DSX tool documentation

Authors : Nicolas Pouillon & Alain Greiner

A) Goals and general principles

DSX stands for Design Space Explorer. It helps the system designer to map a multi-threaded software application on a multi-processor hardware architecture (MP-SoC) modeled with the SoCLib components.

It supports the hardware software codesign approach, allowing the designer to define successively :

• the software application structure : number of tasks and communication channels
• the hardware architecture : number of processors, number of memory banks, etc.
• the mapping of the software application on the hardware architecture

A specific goal of DSX is to allow the system designer to control not only the placement of the tasks on the processors, but also the placement of the software objects (execution stacks, communication buffers, synchronization locks, etc.) on the memory banks. In shared memory multi-processors architectures with several physically distributed memory banks, such control is mandatory to optimize both the performances and the power consumption.

The two targeted application domains are the telecommunication applications (where the tasks are handling packets or packet descriptors), and multimedia applications (where the tasks are handling audio or video streams).

The general principles of DSX are the following:

• The coarse grain parallelism of the software application must be statically defined as a Task & Communications Graph (TCG). The number of tasks, and the communication channels between tasks should not change during execution.
• The software tasks are supposed to be written in C or C++, but - for portability reasons - the tasks must use an abstract System Resource Layer (SRL) API to access the communication and synchronizations resources.
• Each task in the TCG can be implemented as a software task (software running on an embedded processor), or can be implemented as an hardware task (running as a dedicated hardware coprocessor).
• DSX allows the programmer to use unprotected shared memory regions, but the prefered inter-tasks communication mechanism use the MWMR middleware.

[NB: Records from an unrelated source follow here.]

//! reqwest-backed transport.

use std::time::{Duration, Instant};

use async_trait::async_trait;
use reqwest::Client;
use reqwest::header::{CONTENT_TYPE, HeaderValue};
use tracing::{debug, warn};

use crate::domain::entities::{FORM_CONTENT_TYPE, Method, RawResponse, Request, RequestBody};
use crate::domain::errors::RequestError;
use crate::domain::ports::TransportPort;

/// User agent sent when none is configured.
pub const DEFAULT_USER_AGENT: &str = concat!("volea/", env!("CARGO_PKG_VERSION"));

/// Client-wide timeout when none is configured.
pub const DEFAULT_TIMEOUT: Duration = Duration::from_secs(30);

/// HTTP transport built on a shared `reqwest::Client`.
#[derive(Debug, Clone)]
pub struct ReqwestTransport {
    client: Client,
}

impl ReqwestTransport {
    /// Creates a transport with default user agent and timeout.
    ///
    /// # Errors
    /// Returns error if HTTP client creation fails.
    pub fn new() -> Result<Self, RequestError> {
        Self::with_options(DEFAULT_USER_AGENT, DEFAULT_TIMEOUT)
    }

    /// Creates a transport with a custom user agent and client-wide timeout.
    ///
    /// # Errors
    /// Returns error if HTTP client creation fails.
    pub fn with_options(user_agent: &str, timeout: Duration) -> Result<Self, RequestError> {
        let client = Client::builder()
            .user_agent(user_agent)
            .timeout(timeout)
            .build()
            .map_err(|e| {
                RequestError::invalid_with(format!("failed to create HTTP client: {e}"), e)
            })?;

        Ok(Self { client })
    }

    fn build(
        &self,
        request: &Request,
        timeout: Option<Duration>,
    ) -> Result<reqwest::Request, RequestError> {
        let url = request.parsed_url()?;
        let mut builder = self.client.request(to_reqwest_method(request.method()), url);

        for (name, value) in request.headers() {
            builder = builder.header(name.as_str(), value.as_str());
        }

        if let Some(timeout) = timeout {
            builder = builder.timeout(timeout);
        }

        let is_form = match request.body() {
            Some(RequestBody::Form(params)) => {
                builder = builder.form(params);
                true
            }
            Some(RequestBody::Raw { content_type, data }) => {
                builder = builder
                    .header(CONTENT_TYPE, content_type.as_str())
                    .body(data.clone());
                false
            }
            None => false,
        };

        let mut built = builder
            .build()
            .map_err(|e| RequestError::invalid_with(format!("cannot build request: {e}"), e))?;

        if is_form {
            built
                .headers_mut()
                .insert(CONTENT_TYPE, HeaderValue::from_static(FORM_CONTENT_TYPE));
        }

        Ok(built)
    }
}

const fn to_reqwest_method(method: Method) -> reqwest::Method {
    match method {
        Method::Get => reqwest::Method::GET,
        Method::Post => reqwest::Method::POST,
        Method::Put => reqwest::Method::PUT,
        Method::Delete => reqwest::Method::DELETE,
        Method::Head => reqwest::Method::HEAD,
        Method::Options => reqwest::Method::OPTIONS,
        Method::Trace => reqwest::Method::TRACE,
        Method::Patch => reqwest::Method::PATCH,
    }
}

fn network_error(error: reqwest::Error, url: &str) -> RequestError {
    if error.is_builder() {
        return RequestError::invalid_with(format!("cannot build request: {error}"), error);
    }

    warn!(url = %url, error = %error, "Request failed");
    let timed_out = error.is_timeout();
    let message = if timed_out {
        "request timed out"
    } else if error.is_connect() {
        "failed to connect"
    } else {
        "request failed"
    };
    RequestError::network_with(format!("{message}: {url}"), timed_out, error)
}

#[async_trait]
impl TransportPort for ReqwestTransport {
    async fn execute(
        &self,
        request: &Request,
        timeout: Option<Duration>,
    ) -> Result<RawResponse, RequestError> {
        let built = self.build(request, timeout)?;
        let started = Instant::now();

        debug!(method = %request.method(), url = %request.url(), "Executing request");

        let response = self
            .client
            .execute(built)
            .await
            .map_err(|e| network_error(e, request.url()))?;

        let status = response.status();
        let headers = response.headers().clone();
        let body = response
            .bytes()
            .await
            .map_err(|e| network_error(e, request.url()))?;
        let elapsed = started.elapsed();

        debug!(
            url = %request.url(),
            status = status.as_u16(),
            bytes = body.len(),
            elapsed_ms = elapsed.as_millis(),
            "Response received"
        );

        if !status.is_success() {
            return Err(RequestError::http_status(status.as_u16(), body));
        }

        Ok(RawResponse::new(status.as_u16(), headers, body).with_elapsed(elapsed))
    }
}
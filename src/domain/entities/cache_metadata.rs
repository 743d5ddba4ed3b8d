//! Freshness metadata derived from HTTP caching headers.

use chrono::{DateTime, Duration, Utc};
use reqwest::header::{CACHE_CONTROL, DATE, ETAG, EXPIRES, HeaderMap, LAST_MODIFIED};

/// Upper bound for directive lifetimes (ten years).
const MAX_DIRECTIVE_SECS: i64 = 10 * 365 * 24 * 60 * 60;

/// Caching information attached to a successful response.
#[derive(Debug, Clone, PartialEq, Eq)]
pub struct CacheMetadata {
    /// Entity tag for conditional requests.
    pub etag: Option<String>,
    /// Server `Date` header.
    pub server_date: Option<DateTime<Utc>>,
    /// Server `Last-Modified` header.
    pub last_modified: Option<DateTime<Utc>>,
    /// After this instant the entry should be refreshed.
    pub soft_expires: Option<DateTime<Utc>>,
    /// After this instant the entry must not be used.
    pub expires: Option<DateTime<Utc>>,
}

impl CacheMetadata {
    /// Extracts caching metadata from response headers.
    ///
    /// Returns `None` when `Cache-Control` contains `no-cache` or `no-store`.
    /// `Cache-Control` takes precedence over `Expires`, which is only honored
    /// relative to the server `Date`.
    #[must_use]
    pub fn from_headers(headers: &HeaderMap, now: DateTime<Utc>) -> Option<Self> {
        let server_date = header_date(headers, DATE.as_str());
        let last_modified = header_date(headers, LAST_MODIFIED.as_str());
        let server_expires = header_date(headers, EXPIRES.as_str());
        let etag = header_str(headers, ETAG.as_str()).map(str::to_owned);

        let mut has_cache_control = false;
        let mut max_age = 0i64;
        let mut stale_while_revalidate = 0i64;
        let mut must_revalidate = false;

        if let Some(cache_control) = header_str(headers, CACHE_CONTROL.as_str()) {
            has_cache_control = true;
            for token in cache_control.split(',').map(str::trim) {
                let lower = token.to_ascii_lowercase();
                if lower == "no-cache" || lower == "no-store" {
                    return None;
                } else if let Some(value) = lower.strip_prefix("max-age=") {
                    max_age = parse_seconds(value);
                } else if let Some(value) = lower.strip_prefix("stale-while-revalidate=") {
                    stale_while_revalidate = parse_seconds(value);
                } else if lower == "must-revalidate" || lower == "proxy-revalidate" {
                    must_revalidate = true;
                }
            }
        }

        let (soft_expires, expires) = if has_cache_control {
            let soft = now + Duration::seconds(max_age);
            let hard = if must_revalidate {
                soft
            } else {
                soft + Duration::seconds(stale_while_revalidate)
            };
            (Some(soft), Some(hard))
        } else {
            match (server_date, server_expires) {
                (Some(date), Some(expires)) if expires >= date => {
                    let soft = now + (expires - date);
                    (Some(soft), Some(soft))
                }
                _ => (None, None),
            }
        };

        Some(Self {
            etag,
            server_date,
            last_modified,
            soft_expires,
            expires,
        })
    }

    /// Returns true if the entry must not be used anymore.
    #[must_use]
    pub fn is_expired(&self, now: DateTime<Utc>) -> bool {
        self.expires.is_none_or(|expires| expires < now)
    }

    /// Returns true if the entry should be refreshed.
    #[must_use]
    pub fn refresh_needed(&self, now: DateTime<Utc>) -> bool {
        self.soft_expires.is_none_or(|soft| soft < now)
    }
}

fn parse_seconds(value: &str) -> i64 {
    value
        .trim()
        .parse::<i64>()
        .unwrap_or(0)
        .clamp(0, MAX_DIRECTIVE_SECS)
}

fn header_str<'a>(headers: &'a HeaderMap, name: &str) -> Option<&'a str> {
    headers.get(name).and_then(|value| value.to_str().ok())
}

fn header_date(headers: &HeaderMap, name: &str) -> Option<DateTime<Utc>> {
    let value = header_str(headers, name)?;
    DateTime::parse_from_rfc2822(value)
        .ok()
        .map(|date| date.with_timezone(&Utc))
}

#[cfg(test)]
mod tests {
    use super::*;
    use reqwest::header::HeaderValue;

    fn headers(pairs: &[(&'static str, &'static str)]) -> HeaderMap {
        let mut map = HeaderMap::new();
        for (name, value) in pairs {
            map.insert(*name, HeaderValue::from_static(*value));
        }
        map
    }

    fn now() -> DateTime<Utc> {
        DateTime::parse_from_rfc3339("2024-05-01T12:00:00Z")
            .unwrap()
            .with_timezone(&Utc)
    }

    #[test]
    fn test_no_store_disables_caching() {
        let map = headers(&[("cache-control", "public, no-store")]);
        assert!(CacheMetadata::from_headers(&map, now()).is_none());
    }

    #[test]
    fn test_max_age_and_stale_while_revalidate() {
        let map = headers(&[
            ("cache-control", "max-age=60, stale-while-revalidate=30"),
            ("etag", "\"abc\""),
        ]);
        let meta = CacheMetadata::from_headers(&map, now()).unwrap();
        assert_eq!(meta.etag.as_deref(), Some("\"abc\""));
        assert_eq!(meta.soft_expires, Some(now() + Duration::seconds(60)));
        assert_eq!(meta.expires, Some(now() + Duration::seconds(90)));
        assert!(!meta.refresh_needed(now()));
        assert!(meta.refresh_needed(now() + Duration::seconds(61)));
        assert!(!meta.is_expired(now() + Duration::seconds(61)));
    }

    #[test]
    fn test_must_revalidate_ignores_stale_window() {
        let map = headers(&[(
            "cache-control",
            "max-age=10, stale-while-revalidate=30, must-revalidate",
        )]);
        let meta = CacheMetadata::from_headers(&map, now()).unwrap();
        assert_eq!(meta.expires, meta.soft_expires);
    }

    #[test]
    fn test_expires_relative_to_server_date() {
        let map = headers(&[
            ("date", "Wed, 01 May 2024 10:00:00 GMT"),
            ("expires", "Wed, 01 May 2024 10:05:00 GMT"),
            ("last-modified", "Tue, 30 Apr 2024 08:00:00 GMT"),
        ]);
        let meta = CacheMetadata::from_headers(&map, now()).unwrap();
        assert_eq!(meta.soft_expires, Some(now() + Duration::minutes(5)));
        assert!(meta.server_date.is_some());
        assert!(meta.last_modified.is_some());
    }

    #[test]
    fn test_no_headers_is_immediately_stale() {
        let meta = CacheMetadata::from_headers(&HeaderMap::new(), now()).unwrap();
        assert!(meta.is_expired(now()));
        assert!(meta.refresh_needed(now()));
    }
}
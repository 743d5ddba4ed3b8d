use super::app_config::{APP_NAME, APP_ORGANIZATION, APP_QUALIFIER, AppConfig};
use directories::ProjectDirs;
use std::fs;
use std::io::Write;
use std::path::{Path, PathBuf};
use thiserror::Error;
use tracing::{debug, info, warn};

const CONFIG_FILE_NAME: &str = "config.toml";

/// Failures reading or writing the configuration file.
#[derive(Debug, Error)]
pub enum ConfigError {
    #[error("failed to determine config directory")]
    ConfigDirNotFound,
    #[error("io error: {0}")]
    Io(#[from] std::io::Error),
    #[error("toml serialization error: {0}")]
    TomlSer(#[from] toml::ser::Error),
}

/// Locates, reads and writes the configuration file.
#[derive(Debug)]
pub struct StorageManager {
    config_dir: PathBuf,
}

impl StorageManager {
    /// Creates a manager rooted at the platform config directory.
    ///
    /// # Errors
    ///
    /// Returns `ConfigError` if the configuration directory cannot be determined.
    pub fn new() -> Result<Self, ConfigError> {
        let config_dir = ProjectDirs::from(APP_QUALIFIER, APP_ORGANIZATION, APP_NAME)
            .map(|dirs| dirs.config_dir().to_path_buf())
            .ok_or(ConfigError::ConfigDirNotFound)?;

        Ok(Self { config_dir })
    }

    /// Creates a manager rooted at `path`.
    #[must_use]
    pub fn with_dir(path: PathBuf) -> Self {
        Self { config_dir: path }
    }

    /// Returns the configuration directory path.
    #[must_use]
    pub fn config_dir(&self) -> &Path {
        &self.config_dir
    }

    /// Ensures the configuration directory exists.
    ///
    /// # Errors
    ///
    /// Returns `ConfigError` if the directory cannot be created.
    pub fn ensure_config_dir(&self) -> Result<(), ConfigError> {
        if !self.config_dir.exists() {
            info!(path = ?self.config_dir, "Creating configuration directory");
            fs::create_dir_all(&self.config_dir)?;
        }
        Ok(())
    }

    /// Loads the configuration, writing a default file when none exists.
    ///
    /// Malformed files are left untouched and defaults are returned.
    ///
    /// # Errors
    ///
    /// Returns `ConfigError` if the file cannot be read or the default cannot be written.
    pub fn load_config(&self, path_override: Option<&Path>) -> Result<AppConfig, ConfigError> {
        self.ensure_config_dir()?;
        let config_path = path_override.map_or_else(
            || self.config_dir.join(CONFIG_FILE_NAME),
            std::path::Path::to_path_buf,
        );

        if !config_path.exists() {
            info!(path = ?config_path, "Config file not found, writing defaults");
            let default_config = AppConfig::default();
            if let Some(parent) = config_path.parent() {
                fs::create_dir_all(parent)?;
            }
            Self::save_to_file(&config_path, &default_config)?;
            return Ok(default_config);
        }

        let content = fs::read_to_string(&config_path)?;
        match toml::from_str::<AppConfig>(&content) {
            Ok(config) => {
                debug!(path = ?config_path, "Loaded config file");
                Ok(config)
            }
            Err(e) => {
                warn!(path = ?config_path, error = %e, "Failed to parse config file, using defaults");
                Ok(AppConfig::default())
            }
        }
    }

    fn save_to_file<T: serde::Serialize>(path: &Path, data: &T) -> Result<(), ConfigError> {
        let content = toml::to_string_pretty(data)?;

        let parent = path
            .parent()
            .ok_or_else(|| std::io::Error::other("Invalid path"))?;
        let mut temp_file = tempfile::NamedTempFile::new_in(parent)?;
        temp_file.write_all(content.as_bytes())?;
        temp_file.persist(path).map_err(|e| e.error)?;

        Ok(())
    }
}

#[cfg(test)]
mod tests {
    use super::*;
    use crate::infrastructure::config::LogLevel;
    use tempfile::tempdir;

    #[test]
    fn test_ensure_config_dir_creates_directory() {
        let dir = tempdir().unwrap();
        let config_path = dir.path().join("volea");
        let manager = StorageManager::with_dir(config_path.clone());

        assert!(!config_path.exists());
        manager.ensure_config_dir().unwrap();
        assert!(config_path.exists());
    }

    #[test]
    fn test_load_config_creates_default_if_missing() {
        let dir = tempdir().unwrap();
        let manager = StorageManager::with_dir(dir.path().to_path_buf());

        let config = manager.load_config(None).unwrap();
        assert_eq!(config.queue.max_workers, 4);

        let config_file = dir.path().join(CONFIG_FILE_NAME);
        assert!(config_file.exists());
    }

    #[test]
    fn test_load_config_handles_malformed_file() {
        let dir = tempdir().unwrap();
        let manager = StorageManager::with_dir(dir.path().to_path_buf());
        let config_file = dir.path().join(CONFIG_FILE_NAME);

        fs::write(&config_file, "invalid_toml = [").unwrap();

        let config = manager.load_config(None).unwrap();
        assert_eq!(config.log_level, LogLevel::Info);
        let content = fs::read_to_string(&config_file).unwrap();
        assert_eq!(content, "invalid_toml = [");
    }

    #[test]
    fn test_load_config_reads_existing_file() {
        let dir = tempdir().unwrap();
        let manager = StorageManager::with_dir(dir.path().to_path_buf());
        let config_file = dir.path().join(CONFIG_FILE_NAME);

        fs::write(&config_file, "[queue]\nmax_workers = 7\n").unwrap();

        let config = manager.load_config(None).unwrap();
        assert_eq!(config.queue.max_workers, 7);
        assert_eq!(config.image_cache.max_bytes, 10 * 1024 * 1024);
    }

    #[test]
    fn test_path_override_creates_parent_dirs() {
        let dir = tempdir().unwrap();
        let manager = StorageManager::with_dir(dir.path().join("default"));
        let custom = dir.path().join("nested").join("custom.toml");

        let config = manager.load_config(Some(&custom)).unwrap();
        assert_eq!(config.queue.max_workers, 4);
        assert!(custom.exists());

        let written = fs::read_to_string(&custom).unwrap();
        let reparsed: AppConfig = toml::from_str(&written).unwrap();
        assert_eq!(reparsed.queue.timeout_secs, config.queue.timeout_secs);
    }
}
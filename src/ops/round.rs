//! Rounding to a number of fractional digits, and IEEE remainder.

use core::cmp::Ordering;

use rust_decimal::Decimal;

use crate::defs::Error;
use crate::defs::RoundingMode;
use crate::defs::DEFAULT_RM;
use crate::defs::MAX_ROUNDING_DIGITS;
use crate::ops::consts::HALF;
use crate::ops::consts::ROUND_LIMIT;
use crate::ops::consts::ROUND_POWER_10;
use crate::ops::util::add;
use crate::ops::util::div;
use crate::ops::util::mul;
use crate::ops::util::remainder;
use crate::ops::util::sub;

/// Rounds `x` to the nearest integer, halves go to the even neighbour.
pub fn round(x: Decimal) -> Result<Decimal, Error> {
    round_dp_with(x, 0, DEFAULT_RM)
}

/// Rounds `x` to `digits` fractional digits, halves go to the even neighbour.
///
/// ## Errors
///
///  - OutOfRange: `digits` is greater than `MAX_ROUNDING_DIGITS`.
pub fn round_dp(x: Decimal, digits: u32) -> Result<Decimal, Error> {
    round_dp_with(x, digits, DEFAULT_RM)
}

/// Rounds `x` to the nearest integer, halves are rounded according to `rm`.
///
/// ## Errors
///
///  - InvalidArgument: `rm` is `RoundingMode::None`.
pub fn round_with(x: Decimal, rm: RoundingMode) -> Result<Decimal, Error> {
    round_dp_with(x, 0, rm)
}

/// Rounds `x` to `digits` fractional digits, halves are rounded according to `rm`.
///
/// The value is scaled by `10^digits`, rounded at the ones place and scaled back.
/// Values which already have no more than `digits` fractional digits, and values with
/// magnitude of at least `10^28`, are returned unchanged.
///
/// ## Errors
///
///  - OutOfRange: `digits` is greater than `MAX_ROUNDING_DIGITS`.
///  - InvalidArgument: `rm` is `RoundingMode::None`.
pub fn round_dp_with(x: Decimal, digits: u32, rm: RoundingMode) -> Result<Decimal, Error> {
    if digits > MAX_ROUNDING_DIGITS {
        return Err(Error::OutOfRange);
    }

    if rm == RoundingMode::None {
        return Err(Error::InvalidArgument);
    }

    if x.abs() >= *ROUND_LIMIT {
        return Ok(x);
    }

    let p = ROUND_POWER_10[digits as usize];

    // the product only overflows if x has fewer than `digits` fractional digits
    let scaled = match x.checked_mul(p) {
        Some(v) => v,
        None => return Ok(x),
    };

    div(round_half(scaled, rm)?, p)
}

/// Computes `x - y * q`, where `q` is `x / y` rounded to the nearest integer, halves to even.
/// The result lies in [-|y|/2, |y|/2].
///
/// ## Errors
///
///  - DivisionByZero: `y` is zero.
///  - Overflow: the quotient `x / y` exceeds the representable range.
pub fn ieee_remainder(x: Decimal, y: Decimal) -> Result<Decimal, Error> {
    let r = remainder(x, y)?;
    let ay = y.abs();

    let adjust = match mul(r.abs(), Decimal::TWO)?.cmp(&ay) {
        Ordering::Less => false,
        Ordering::Greater => true,
        Ordering::Equal => !is_even(div(x, y)?.trunc()),
    };

    if !adjust {
        Ok(r)
    } else if r.is_sign_negative() {
        add(r, ay)
    } else {
        sub(r, ay)
    }
}

// Rounds at the ones place.
fn round_half(x: Decimal, rm: RoundingMode) -> Result<Decimal, Error> {
    let t = x.trunc();
    let frac = x.fract().abs();

    if frac.is_zero() {
        return Ok(t);
    }

    let from_zero = match frac.cmp(&HALF) {
        Ordering::Less => false,
        Ordering::Greater => true,
        Ordering::Equal => match rm {
            RoundingMode::Up => x.is_sign_positive(),
            RoundingMode::Down => x.is_sign_negative(),
            RoundingMode::ToZero | RoundingMode::None => false,
            RoundingMode::FromZero => true,
            RoundingMode::ToEven => !is_even(t),
            RoundingMode::ToOdd => is_even(t),
        },
    };

    if !from_zero {
        Ok(t)
    } else if x.is_sign_negative() {
        sub(t, Decimal::ONE)
    } else {
        add(t, Decimal::ONE)
    }
}

fn is_even(d: Decimal) -> bool {
    d.checked_rem(Decimal::TWO).map_or(false, |r| r.is_zero())
}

The MWMR (Multi-Writer, Multi-Reader) communication channels, are implemented as software FIFOs and can be shared by software tasks and by hardware tasks.
• DSX provides classical synchronization mechanisms such as barriers and locks, but inter-task synchronisation is mainly done through the data availability in the MWMR channels.
• The target hardware architecture is a shared memory multi-processor system on chip (MP-SoC) using the SoCLib library of IP cores. In order to validate the multi-threaded software application, DSX is able to generate an executable binary code for a standard POSIX workstation.
• DSX supports the POSIX compliant ​Mutek OS kernel for embedded MPSoCs
• DSX defines the DSX/L language, based on PYTHON, that allows the system designer to describe in a single file the Task & Communication Graph (TCG), the MP-SoC hardware architecture, and various mapping of the TCG on the MP-Soc architecture.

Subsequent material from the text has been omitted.